_EXERCISE REQUIREMENTS_: Find each line below where the word "AppLogger" occurs, and copy it.
DATA LISTING Start Marker
// ABOUTME: Account registration and login with Argon2id password hashing
// ABOUTME: Hashing and verification run on the blocking pool to keep the runtime responsive
//
// SPDX-License-Identifier: MIT OR Apache-2.0
// Copyright (c) 2025 Pierre Fitness Intelligence

use crate::logging::AppLogger;
use crate::persistence::{AccountStore, UserDataStore};
use argon2::{
    password_hash::{PasswordHash, PasswordHasher, PasswordVerifier, SaltString},
    Argon2,
};
use chrono::Utc;
use nourish_core::errors::{AppError, AppResult};
use nourish_core::models::{UserAccount, UserData};
use rand::rngs::OsRng;
use std::sync::Arc;
use uuid::Uuid;

const INVALID_CREDENTIALS: &str = "Invalid username or password";

/// Hash a password into an Argon2id PHC string
///
/// # Errors
///
/// Returns an internal error if hashing fails
pub fn hash_password(password: &str) -> AppResult<String> {
    let salt = SaltString::generate(&mut OsRng);
    Argon2::default()
        .hash_password(password.as_bytes(), &salt)
        .map(|hash| hash.to_string())
        .map_err(|e| AppError::internal(format!("Password hashing failed: {e}")))
}

/// Check a password against a stored PHC string
///
/// An unparseable hash counts as a mismatch.
#[must_use]
pub fn verify_password(password: &str, password_hash: &str) -> bool {
    let Ok(parsed_hash) = PasswordHash::new(password_hash) else {
        tracing::error!("Failed to parse stored password hash");
        return false;
    };
    Argon2::default()
        .verify_password(password.as_bytes(), &parsed_hash)
        .is_ok()
}

/// Registers and authenticates users
#[derive(Clone)]
pub struct AuthService {
    accounts: Arc<dyn AccountStore>,
    user_data: Arc<dyn UserDataStore>,
}

impl AuthService {
    /// Create the service over the given stores
    #[must_use]
    pub fn new(accounts: Arc<dyn AccountStore>, user_data: Arc<dyn UserDataStore>) -> Self {
        Self {
            accounts,
            user_data,
        }
    }

    /// Register a new account and initialize its empty snapshot
    ///
    /// # Errors
    ///
    /// - `InvalidInput` if username or password is blank
    /// - `ResourceAlreadyExists` if the username is taken
    /// - storage errors from the stores
    pub async fn register(&self, username: &str, password: &str) -> AppResult<UserAccount> {
        let username = username.trim();
        if username.is_empty() || password.is_empty() {
            return Err(AppError::invalid_input("Username and password are required"));
        }

        if self.accounts.find_by_username(username).await?.is_some() {
            AppLogger::log_auth_event(username, "register", false, None);
            return Err(AppError::already_exists(format!("Username '{username}'")));
        }

        let password = password.to_owned();
        let password_hash = tokio::task::spawn_blocking(move || hash_password(&password))
            .await
            .map_err(|e| AppError::internal(format!("Password hashing task failed: {e}")))??;

        let account = UserAccount {
            id: Uuid::new_v4(),
            username: username.to_owned(),
            password_hash,
            created_at: Utc::now(),
        };

        self.accounts.insert(account.clone()).await?;
        self.user_data.save(account.id, &UserData::default()).await?;

        AppLogger::log_auth_event(username, "register", true, Some(account.id));
        Ok(account)
    }

    /// Authenticate by username and password
    ///
    /// # Errors
    ///
    /// Returns `AuthInvalid` for an unknown user or a wrong password
    pub async fn login(&self, username: &str, password: &str) -> AppResult<UserAccount> {
        let username = username.trim();
        let Some(account) = self.accounts.find_by_username(username).await? else {
            AppLogger::log_auth_event(username, "login", false, None);
            return Err(AppError::auth_invalid(INVALID_CREDENTIALS));
        };

        let password = password.to_owned();
        let password_hash = account.password_hash.clone();
        let is_valid =
            tokio::task::spawn_blocking(move || verify_password(&password, &password_hash))
                .await
                .map_err(|e| {
                    AppError::internal(format!("Password verification task failed: {e}"))
                })?;

        if !is_valid {
            AppLogger::log_auth_event(username, "login", false, None);
            return Err(AppError::auth_invalid(INVALID_CREDENTIALS));
        }

        AppLogger::log_auth_event(username, "login", true, Some(account.id));
        Ok(account)
    }
}

#[cfg(test)]
mod tests {
    use super::*;

    #[test]
    fn test_hash_is_argon2id_phc_and_verifies() {
        let hash = hash_password("correct horse").unwrap();

        assert!(hash.starts_with("$argon2id$"));
        assert!(verify_password("correct horse", &hash));
        assert!(!verify_password("battery staple", &hash));
    }

    #[test]
    fn test_same_password_gets_distinct_salts() {
        let first = hash_password("pw").unwrap();
        let second = hash_password("pw").unwrap();
        assert_ne!(first, second);
    }

    #[test]
    fn test_garbage_hash_never_verifies() {
        assert!(!verify_password("pw", "not-a-phc-string"));
    }
}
DATA LISTING End Marker
_EXERCISE SOLUTION_:
use crate::logging::AppLogger;
            AppLogger::log_auth_event(username, "register", false, None);
        AppLogger::log_auth_event(username, "register", true, Some(account.id));
            AppLogger::log_auth_event(username, "login", false, None);
            AppLogger::log_auth_event(username, "login", false, None);
        AppLogger::log_auth_event(username, "login", true, Some(account.id));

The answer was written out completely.